> _Directions for this task_: Repeat the records below exactly, beginning at the first line and finishing with the line that contains "encryption under the".

※

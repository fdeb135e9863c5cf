//! User model - account credentials and MFA material.

use chrono::{DateTime, Utc};
use serde::Serialize;
use sqlx::FromRow;
use utoipa::ToSchema;
use uuid::Uuid;

/// User entity.
///
/// `totp_secret_enc` is ciphertext (authenticated encryption under the
/// server key); `device_public_key` is the base64 X25519 public half the
/// user registered for org-key wrapping. Neither field ever leaves the
/// service unsanitized.
#[derive(Debug, Clone, FromRow)]
pub struct User {
    pub user_id: Uuid,
    pub email: String,
    pub password_hash: String,
    pub display_name: String,
    pub device_public_key: Option<String>,
    pub totp_secret_enc: Option<Vec<u8>>,
    pub mfa_enabled: bool,
    pub created_utc: DateTime<Utc>,
    pub updated_utc: DateTime<Utc>,
}

impl User {
    /// Create a new user. Email is normalized to lowercase on the way in.
    pub fn new(email: String, password_hash: String, display_name: String) -> Self {
        let now = Utc::now();
        Self {
            user_id: Uuid::new_v4(),
            email: email.trim().to_lowercase(),
            password_hash,
            display_name,
            device_public_key: None,
            totp_secret_enc: None,
            mfa_enabled: false,
            created_utc: now,
            updated_utc: now,
        }
    }

    /// Convert to a response shape with no credential material.
    pub fn sanitized(&self) -> SanitizedUser {
        SanitizedUser {
            user_id: self.user_id,
            email: self.email.clone(),
            display_name: self.display_name.clone(),
            mfa_enabled: self.mfa_enabled,
            has_device_key: self.device_public_key.is_some(),
            created_utc: self.created_utc,
        }
    }
}

/// User shape safe for API responses.
#[derive(Debug, Clone, Serialize, ToSchema)]
pub struct SanitizedUser {
    pub user_id: Uuid,
    pub email: String,
    pub display_name: String,
    pub mfa_enabled: bool,
    pub has_device_key: bool,
    pub created_utc: DateTime<Utc>,
}

#[cfg(test)]
mod tests {
    use super::*;

    #[test]
    fn new_user_normalizes_email() {
        let user = User::new(
            "  Casey@Example.COM ".to_string(),
            "hash".to_string(),
            "Casey".to_string(),
        );
        assert_eq!(user.email, "casey@example.com");
        assert!(!user.mfa_enabled);
        assert!(user.totp_secret_enc.is_none());
    }

    #[test]
    fn sanitized_user_carries_no_credentials() {
        let mut user = User::new(
            "casey@example.com".to_string(),
            "hash".to_string(),
            "Casey".to_string(),
        );
        user.totp_secret_enc = Some(vec![1, 2, 3]);
        user.device_public_key = Some("AAAA".to_string());

        let sanitized = user.sanitized();
        let json = serde_json::to_string(&sanitized).unwrap();
        assert!(!json.contains("hash"));
        assert!(!json.contains("AAAA"));
        assert!(sanitized.has_device_key);
    }
}
//! End-to-end exercise of the org-key wrapping protocol, performed entirely
//! with client-side material the way real devices would: the "server" in
//! this test is nothing but a place blobs sit between publish and fetch.

use huddle_auth::keywrap::{
    decode_public_key, generate_org_key, unwrap_org_key, wrap_org_key, DeviceKeyPair,
    KeyWrapEnvelope, WrapContext,
};
use uuid::Uuid;

#[test]
fn publish_fetch_unwrap_reproduces_the_org_key_for_every_member() {
    let org_id = Uuid::new_v4();

    // Three members, each with their own device keypair. The publisher only
    // ever sees the registered public halves, as base64 strings.
    let members: Vec<(Uuid, DeviceKeyPair)> = (0..3)
        .map(|_| (Uuid::new_v4(), DeviceKeyPair::generate()))
        .collect();
    let registered: Vec<(Uuid, String)> = members
        .iter()
        .map(|(id, kp)| (*id, kp.public_key_base64()))
        .collect();

    // Publisher generates the org key and wraps it per member.
    let org_key = generate_org_key();
    let mut stored_blobs = Vec::new();
    for (user_id, public_b64) in &registered {
        let recipient = decode_public_key(public_b64).unwrap();
        let ctx = WrapContext {
            org_id,
            user_id: *user_id,
            key_version: 1,
        };
        let blob = wrap_org_key(&org_key, &recipient, &ctx).unwrap().encode();
        stored_blobs.push((*user_id, blob));
    }

    // Each member fetches their blob and unwraps with their private key.
    for (user_id, device) in &members {
        let (_, blob) = stored_blobs
            .iter()
            .find(|(id, _)| id == user_id)
            .expect("every member has a wrap");

        let envelope = KeyWrapEnvelope::decode(blob).unwrap();
        let ctx = WrapContext {
            org_id,
            user_id: *user_id,
            key_version: 1,
        };
        let unwrapped = unwrap_org_key(&envelope, device, &ctx).unwrap();
        assert_eq!(unwrapped.as_ref(), org_key.as_ref());
    }

    // A member cannot unwrap another member's blob.
    let (alice_id, _) = &members[0];
    let (_, bob_device) = &members[1];
    let (_, alice_blob) = stored_blobs.iter().find(|(id, _)| id == alice_id).unwrap();
    let envelope = KeyWrapEnvelope::decode(alice_blob).unwrap();
    let ctx = WrapContext {
        org_id,
        user_id: *alice_id,
        key_version: 1,
    };
    assert!(unwrap_org_key(&envelope, bob_device, &ctx).is_err());
}

#[test]
fn tampered_stored_blob_fails_rather_than_returning_wrong_bytes() {
    let device = DeviceKeyPair::generate();
    let org_key = generate_org_key();
    let ctx = WrapContext {
        org_id: Uuid::new_v4(),
        user_id: Uuid::new_v4(),
        key_version: 1,
    };

    let blob = wrap_org_key(&org_key, device.public_key(), &ctx)
        .unwrap()
        .encode();

    // Flip one bit in the base64 ciphertext payload of the stored blob.
    let raw: serde_json::Value = serde_json::from_str(&blob).unwrap();
    let ct = raw["ct"].as_str().unwrap();
    let mut ct_bytes = base64_decode(ct);
    ct_bytes[0] ^= 0x01;
    let mut tampered = raw.clone();
    tampered["ct"] = serde_json::Value::String(base64_encode(&ct_bytes));

    let envelope = KeyWrapEnvelope::decode(&tampered.to_string()).unwrap();
    assert!(unwrap_org_key(&envelope, &device, &ctx).is_err());
}

#[test]
fn rotation_story_old_wraps_still_open_under_their_own_version() {
    let device = DeviceKeyPair::generate();
    let org_id = Uuid::new_v4();
    let user_id = Uuid::new_v4();

    // Version 1 key, wrapped and stored.
    let old_key = generate_org_key();
    let old_ctx = WrapContext {
        org_id,
        user_id,
        key_version: 1,
    };
    let old_blob = wrap_org_key(&old_key, device.public_key(), &old_ctx)
        .unwrap()
        .encode();

    // Rotation: a fresh key wrapped under version 2 replaces the member's
    // current wrap, but the old blob (e.g. cached client-side) still opens
    // under its own version, so old data stays readable.
    let new_key = generate_org_key();
    let new_ctx = WrapContext {
        org_id,
        user_id,
        key_version: 2,
    };
    let new_blob = wrap_org_key(&new_key, device.public_key(), &new_ctx)
        .unwrap()
        .encode();

    let old_unwrapped = unwrap_org_key(
        &KeyWrapEnvelope::decode(&old_blob).unwrap(),
        &device,
        &old_ctx,
    )
    .unwrap();
    let new_unwrapped = unwrap_org_key(
        &KeyWrapEnvelope::decode(&new_blob).unwrap(),
        &device,
        &new_ctx,
    )
    .unwrap();

    assert_eq!(old_unwrapped.as_ref(), old_key.as_ref());
    assert_eq!(new_unwrapped.as_ref(), new_key.as_ref());
    assert_ne!(old_unwrapped.as_ref(), new_unwrapped.as_ref());

    // The version is part of the binding: an old blob does not open as if
    // it were the new generation.
    assert!(unwrap_org_key(
        &KeyWrapEnvelope::decode(&old_blob).unwrap(),
        &device,
        &new_ctx,
    )
    .is_err());
}

fn base64_decode(s: &str) -> Vec<u8> {
    use base64::{engine::general_purpose::STANDARD, Engine};
    STANDARD.decode(s).unwrap()
}

fn base64_encode(bytes: &[u8]) -> String {
    use base64::{engine::general_purpose::STANDARD, Engine};
    STANDARD.encode(bytes)
}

※

> _Expected answer_:
repository fdeb135e9863c5cf
//! User model - account credentials and MFA material.

use chrono::{DateTime, Utc};
use serde::Serialize;
use sqlx::FromRow;
use utoipa::ToSchema;
use uuid::Uuid;

/// User entity.
///
/// `totp_secret_enc` is ciphertext (authenticated encryption under the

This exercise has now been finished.